LinuxQuestions.org

LinuxQuestions.org (/questions/)
-   Linux - General (https://www.linuxquestions.org/questions/linux-general-1/)
-   -   Global Variable updating from multithread jobs (https://www.linuxquestions.org/questions/linux-general-1/global-variable-updating-from-multithread-jobs-4175515004/)

Ztole 08-15-2014 06:33 PM

Global Variable updating from multithread jobs
 
So there is probably a much better way to do this but I am not seeing it.

What my end goal is to have a shell script run multiple jobs in parallel but limit the total number of jobs. I am hoping to avoid relying on searching for process as it seems silly to not be able to count within the script. So here is a sample to illustrate:
------------------
#/bin/bash

function setvariables {
testarray=("test 1" "test 2" "test 3" "test 4" "test 5")
testvar=0
}

function main {
for t in "${testarray[@]}"
do
while [ $testvar -gt 2 ]
do
sleep 1
echo while loop shows $testvar
done
(testing $t; testvar=$(($testvar - 1)) ; echo $testvar) &
testvar=$(($testvar + 1))
sleep 1
done
wait
}

function testing() {
echo $1
sleep 3
}

old_IFS=$IFS
IFS=$'\n'

setvariables
main

IFS=${old_IFS}

exit 0
------------------

My hope was this would print 1 string in the array every second until $testvar was incremented to 3 and then be stuck in a while loop until $testvar was decreased back below 3. The problem is getting the variable decreased only AFTER 1 of the threaded jobs finishes ie "(testing $t; testvar=$(($testvar - 1)) ; echo $testvar) &"
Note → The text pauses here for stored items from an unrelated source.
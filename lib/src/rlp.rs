use sha3::{Digest, Keccak256};

use crate::error::FormatError;
use crate::types::H256;

/// Compute Keccak256 hash
pub fn keccak256(data: &[u8]) -> H256 {
    let mut hasher = Keccak256::new();
    hasher.update(data);
    hasher.finalize().into()
}

/// The two RLP item shapes.
#[derive(Clone, Copy, Debug, PartialEq, Eq)]
pub enum Kind {
    Scalar,
    List,
}

/// One decoded RLP item, viewed in place over the backing buffer.
///
/// No bytes are copied: `raw` and `payload` borrow from the buffer handed
/// to [`decode`], so an `Item` can never outlive the data it points into.
#[derive(Clone, Copy, Debug, PartialEq, Eq)]
pub struct Item<'a> {
    kind: Kind,
    /// Full encoding, header included
    raw: &'a [u8],
    /// Payload bytes, header stripped
    payload: &'a [u8],
}

impl<'a> Item<'a> {
    pub fn kind(&self) -> Kind {
        self.kind
    }

    pub fn is_list(&self) -> bool {
        self.kind == Kind::List
    }

    /// The complete encoding of this item, including its header.
    pub fn raw(&self) -> &'a [u8] {
        self.raw
    }

    pub fn payload(&self) -> &'a [u8] {
        self.payload
    }

    /// Payload of a scalar item; lists are refused.
    pub fn scalar(&self) -> Result<&'a [u8], FormatError> {
        match self.kind {
            Kind::Scalar => Ok(self.payload),
            Kind::List => Err(FormatError::ExpectedScalar),
        }
    }
}

/// Decode a buffer holding exactly one RLP item.
///
/// Trailing bytes and every non-canonical form are rejected; a buffer either
/// is the canonical encoding of one item or it does not decode at all.
pub fn decode(buf: &[u8]) -> Result<Item<'_>, FormatError> {
    let (item, rest) = take_item(buf)?;
    if !rest.is_empty() {
        return Err(FormatError::TrailingBytes(rest.len()));
    }
    Ok(item)
}

/// Split a list item's payload into its child items.
///
/// The payload must partition into whole items with zero leftover bytes.
pub fn decode_list<'a>(item: &Item<'a>) -> Result<Vec<Item<'a>>, FormatError> {
    if item.kind != Kind::List {
        return Err(FormatError::ExpectedList);
    }
    let mut items = Vec::new();
    let mut rest = item.payload;
    while !rest.is_empty() {
        let (child, tail) = take_item(rest)?;
        items.push(child);
        rest = tail;
    }
    Ok(items)
}

/// Split the leading item off a buffer, returning it and the remainder.
fn take_item(buf: &[u8]) -> Result<(Item<'_>, &[u8]), FormatError> {
    let &prefix = buf.first().ok_or(FormatError::EmptyInput)?;

    let (kind, header_len, payload_len) = match prefix {
        // Single byte, itself the payload
        0x00..=0x7f => (Kind::Scalar, 0usize, 1usize),
        // Short scalar
        0x80..=0xb7 => (Kind::Scalar, 1, (prefix - 0x80) as usize),
        // Long scalar
        0xb8..=0xbf => {
            let len_of_len = (prefix - 0xb7) as usize;
            (Kind::Scalar, 1 + len_of_len, read_length(buf, len_of_len)?)
        }
        // Short list
        0xc0..=0xf7 => (Kind::List, 1, (prefix - 0xc0) as usize),
        // Long list
        0xf8..=0xff => {
            let len_of_len = (prefix - 0xf7) as usize;
            (Kind::List, 1 + len_of_len, read_length(buf, len_of_len)?)
        }
    };

    let total = header_len
        .checked_add(payload_len)
        .ok_or(FormatError::UnexpectedEof)?;
    if buf.len() < total {
        return Err(FormatError::UnexpectedEof);
    }
    let payload = &buf[header_len..total];

    // A byte below 0x80 wrapped as 0x81,b re-encodes shorter
    if kind == Kind::Scalar && header_len == 1 && payload_len == 1 && payload[0] < 0x80 {
        return Err(FormatError::NonCanonicalSingleByte(payload[0]));
    }

    Ok((
        Item {
            kind,
            raw: &buf[..total],
            payload,
        },
        &buf[total..],
    ))
}

/// Big-endian payload length for the long scalar and list forms.
fn read_length(buf: &[u8], len_of_len: usize) -> Result<usize, FormatError> {
    if buf.len() < 1 + len_of_len {
        return Err(FormatError::UnexpectedEof);
    }
    let bytes = &buf[1..1 + len_of_len];
    if bytes[0] == 0 {
        return Err(FormatError::LeadingZeroLength);
    }
    let mut len = 0usize;
    for &byte in bytes {
        len = (len << 8) | byte as usize;
    }
    // Lengths up to 55 have a short form, the long form is not canonical
    if len <= 55 {
        return Err(FormatError::NonCanonicalLength(len));
    }
    Ok(len)
}

/// Encode a byte string using RLP
pub fn encode_bytes(data: &[u8]) -> Vec<u8> {
    if data.len() == 1 && data[0] < 0x80 {
        // Single byte less than 128: encode as itself
        data.to_vec()
    } else if data.len() < 56 {
        // Short string (0-55 bytes)
        let mut encoded = vec![0x80 + data.len() as u8];
        encoded.extend_from_slice(data);
        encoded
    } else {
        // Long string (56+ bytes)
        let len_bytes = length_to_bytes(data.len());
        let mut encoded = vec![0xb7 + len_bytes.len() as u8];
        encoded.extend_from_slice(&len_bytes);
        encoded.extend_from_slice(data);
        encoded
    }
}

/// Encode a list using RLP
pub fn encode_list(items: &[Vec<u8>]) -> Vec<u8> {
    let mut payload = Vec::new();
    for item in items {
        payload.extend_from_slice(item);
    }

    if payload.len() < 56 {
        // Short list
        let mut encoded = vec![0xc0 + payload.len() as u8];
        encoded.extend_from_slice(&payload);
        encoded
    } else {
        // Long list
        let len_bytes = length_to_bytes(payload.len());
        let mut encoded = vec![0xf7 + len_bytes.len() as u8];
        encoded.extend_from_slice(&len_bytes);
        encoded.extend_from_slice(&payload);
        encoded
    }
}

/// Convert length to big-endian bytes
fn length_to_bytes(len: usize) -> Vec<u8> {
    let mut bytes = Vec::new();
    let mut n = len;
    while n > 0 {
        bytes.push((n & 0xff) as u8);
        n >>= 8;
    }
    bytes.reverse();
    bytes
}

#[cfg(test)]
mod tests {
    use super::*;

    fn roundtrip_scalar(len: usize) {
        let data: Vec<u8> = (0..len).map(|i| (i % 251) as u8).collect();
        let encoded = encode_bytes(&data);
        let item = decode(&encoded).unwrap();
        assert_eq!(item.kind(), Kind::Scalar);
        assert_eq!(item.payload(), &data[..]);
        assert_eq!(item.raw(), &encoded[..]);
    }

    #[test]
    fn scalar_roundtrips_across_length_boundaries() {
        for len in [0, 1, 55, 56, 65535] {
            roundtrip_scalar(len);
        }
    }

    #[test]
    fn list_roundtrips_across_arity_boundaries() {
        for arity in [0usize, 1, 16, 17] {
            // 33-byte items push the 17-arity case into the long-list form
            let items: Vec<Vec<u8>> = (0..arity).map(|i| encode_bytes(&[i as u8; 32])).collect();
            let encoded = encode_list(&items);
            let item = decode(&encoded).unwrap();
            let children = decode_list(&item).unwrap();
            assert_eq!(children.len(), arity);
            for (child, original) in children.iter().zip(&items) {
                assert_eq!(child.raw(), &original[..]);
            }
        }
    }

    #[test]
    fn single_byte_decodes_as_itself() {
        let item = decode(&[0x42]).unwrap();
        assert_eq!(item.payload(), &[0x42]);

        // A high byte needs the short-scalar header
        let item = decode(&[0x81, 0xab]).unwrap();
        assert_eq!(item.payload(), &[0xab]);
    }

    #[test]
    fn wrapped_low_byte_is_rejected() {
        assert_eq!(
            decode(&[0x81, 0x05]),
            Err(FormatError::NonCanonicalSingleByte(0x05))
        );
    }

    #[test]
    fn long_form_for_short_payload_is_rejected() {
        assert_eq!(
            decode(&[0xb8, 0x05, 1, 2, 3, 4, 5]),
            Err(FormatError::NonCanonicalLength(5))
        );
    }

    #[test]
    fn leading_zero_length_is_rejected() {
        let mut buf = vec![0xb9, 0x00, 0x38];
        buf.extend_from_slice(&[0u8; 56]);
        assert_eq!(decode(&buf), Err(FormatError::LeadingZeroLength));
    }

    #[test]
    fn truncated_payload_is_rejected() {
        assert_eq!(decode(&[0x83, b'd', b'o']), Err(FormatError::UnexpectedEof));
        assert_eq!(decode(&[0xb8]), Err(FormatError::UnexpectedEof));
    }

    #[test]
    fn trailing_bytes_are_rejected() {
        assert_eq!(decode(&[0x80, 0x00]), Err(FormatError::TrailingBytes(1)));
    }

    #[test]
    fn list_payload_must_partition_exactly() {
        // Payload declares one item that overruns the list
        assert_eq!(
            decode(&[0xc2, 0x82, 0x00]).and_then(|item| decode_list(&item)),
            Err(FormatError::UnexpectedEof)
        );
    }

    #[test]
    fn scalar_is_not_a_list() {
        let encoded = encode_bytes(b"dog");
        let item = decode(&encoded).unwrap();
        assert_eq!(decode_list(&item), Err(FormatError::ExpectedList));
        assert_eq!(item.scalar().unwrap(), b"dog");

        let list = decode(&[0xc0]).unwrap();
        assert_eq!(list.scalar(), Err(FormatError::ExpectedScalar));
    }

    #[test]
    fn encode_matches_known_vectors() {
        assert_eq!(encode_bytes(&[0x42]), vec![0x42]);
        assert_eq!(encode_bytes(b"dog"), vec![0x83, b'd', b'o', b'g']);
        assert_eq!(encode_bytes(b""), vec![0x80]);
        let encoded = encode_list(&[encode_bytes(b"cat"), encode_bytes(b"dog")]);
        assert_eq!(encoded[0], 0xc8);
    }

    #[test]
    fn keccak_has_expected_width() {
        assert_eq!(keccak256(b"hello").len(), 32);
    }
}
With this test code the output basically shows that the $testvar set in main increases to 3 and never drops down while the subshell for each thread will decrease this variable based on the current parent variable at run time.

I appreciate any ideas out there!

-Will

rigor 08-17-2014 08:07 PM

Hi Ztole!

I can't tell from what you've done, with what information you are familiar, versus what you're not familiar.
So pardon me if I am telling things you already know.
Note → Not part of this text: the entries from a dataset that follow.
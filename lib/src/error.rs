use thiserror::Error;

use crate::types::H256;

/// Malformed input: the bytes do not parse as RLP, hex-prefix, or a trie node.
#[derive(Clone, Debug, Error, PartialEq, Eq)]
pub enum FormatError {
    /// Decoding was asked for an item but the buffer is empty
    #[error("empty rlp input")]
    EmptyInput,

    /// A declared length runs past the end of the buffer
    #[error("rlp item overruns its buffer")]
    UnexpectedEof,

    /// Bytes left over after the item a buffer was supposed to contain
    #[error("{0} trailing bytes after rlp item")]
    TrailingBytes(usize),

    /// Long form used for a payload the short form covers
    #[error("rlp long form used for a {0}-byte payload")]
    NonCanonicalLength(usize),

    /// Length-of-length bytes with a leading zero
    #[error("rlp length bytes have a leading zero")]
    LeadingZeroLength,

    /// A byte below 0x80 wrapped in a short-scalar header
    #[error("single byte 0x{0:02x} must encode as itself")]
    NonCanonicalSingleByte(u8),

    /// A scalar was required where a list was found
    #[error("expected a scalar, found a list")]
    ExpectedScalar,

    /// A list was required where a scalar was found
    #[error("expected a list, found a scalar")]
    ExpectedList,

    /// Hex-prefix encoding with no flag byte
    #[error("empty hex-prefix encoding")]
    EmptyPath,

    /// Flag nibble outside the four defined values
    #[error("hex-prefix flag nibble 0x{0:x} is out of range")]
    PathFlag(u8),

    /// Even-length flag with content in the padding nibble
    #[error("even-length hex-prefix path has a non-zero padding nibble")]
    PathPadding,

    /// A trie node list with an item count other than 2 or 17
    #[error("trie node has {0} items, expected 2 or 17")]
    NodeArity(usize),

    /// A node reference scalar that is neither empty nor a 32-byte hash
    #[error("node reference is {0} bytes, expected 0 or 32")]
    ChildLength(usize),

    /// An extension node whose child slot is empty
    #[error("extension node points at an empty slot")]
    EmptyExtensionChild,
}

/// Broken proof chain: well-formed nodes that do not hash together, or a
/// chain that ends before the key is resolved.
#[derive(Clone, Debug, Error, PartialEq, Eq)]
pub enum IntegrityError {
    #[error("proof contains no nodes")]
    EmptyProof,

    #[error(
        "root node hashes to {}, trusted root is {}",
        hex::encode(.computed),
        hex::encode(.expected)
    )]
    RootMismatch { expected: H256, computed: H256 },

    #[error(
        "node {index} hashes to {}, parent references {}",
        hex::encode(.computed),
        hex::encode(.expected)
    )]
    HashMismatch {
        index: usize,
        expected: H256,
        computed: H256,
    },

    /// The walk needed a node the proof does not carry
    #[error("proof ends before the path is resolved, node {0} is missing")]
    ProofExhausted(usize),

    #[error("traversal exceeded its fuel budget")]
    FuelExhausted,
}

/// Any reason a proof is rejected. Strictly distinct from a proven absence:
/// a rejected proof demonstrates nothing about the key.
#[derive(Clone, Debug, Error, PartialEq, Eq)]
pub enum VerifyError {
    #[error(transparent)]
    Format(#[from] FormatError),

    #[error(transparent)]
    Integrity(#[from] IntegrityError),
}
I've put together three simple bash scripts, which I hope will illustrate various concepts
that might be related/helpful in what you're doing.

The following is the code for the various scripts.

prog1.bash:

Code:

#!/bin/bash

a_variable=1


echo -e '\nprog1:  The value of a_variable, after I set to it 1 ='  $a_variable
echo 'prog1:  The value of BASH_SUBSHELL ='  $BASH_SUBSHELL

echo -e '\nprog1:  NOT exporting the value of a_variable'

( echo -e '\nsubshell in prog1, to run prog2:  The value of BASH_SUBSHELL ='  $BASH_SUBSHELL  ;  ./prog2.bash ) &

echo "prog1:  ran prog2 in pid $!"

wait

echo -e '\nprog1:  After run of prog2, the value of a_variable ='  $a_variable
echo 'prog1:  The value of BASH_SUBSHELL ='  $BASH_SUBSHELL

echo -e '\nprog1:  NOT exporting the value of a_variable'

(  echo -e '\nsubshell in prog1, to run prog3:  The value of BASH_SUBSHELL ='  $BASH_SUBSHELL  ;  ./prog3.bash ) &

echo -e "\nprog1:  ran prog3 in pid $!"

wait

echo -e '\nprog1:  After run of prog3, the value of a_variable ='  $a_variable
echo 'prog1:  The value of BASH_SUBSHELL ='  $BASH_SUBSHELL


prog2.bash:

Code:

#!/bin/bash



echo -e "\nprog2:  running as pid $BASHPID"

echo -e "\nprog2(PID:$BASHPID)  The value of a_variable, before I set it = $a_variable"
echo "prog2(PID:$BASHPID):  The value of BASH_SUBSHELL = $BASH_SUBSHELL"


a_variable=5

export a_variable

echo -e "\nprog2(PID:$BASHPID)  The value of a_variable, after I set it to 5 = $a_variable"

echo -e "\nprog2(PID:$BASHPID)  EXPORTED the value of a_variable = $a_variable"

( echo -e "\nsubshell in prog2(PID:$BASHPID), to run prog3:  The value of BASH_SUBSHELL = $BASH_SUBSHELL"  ;  ./prog3.bash ) &

echo -e "\nprog2(PID:$BASHPID):  ran prog3 in pid $!"

wait

echo -e "\nprog2(PID:$BASHPID):  After run of prog3, the value of a_variable = $a_variable"
echo "prog2(PID:$BASHPID):  The value of BASH_SUBSHELL = $BASH_SUBSHELL"

and

prog3.bash:

Code:

#!/bin/bash



echo -e "\nprog3:  running as pid $BASHPID"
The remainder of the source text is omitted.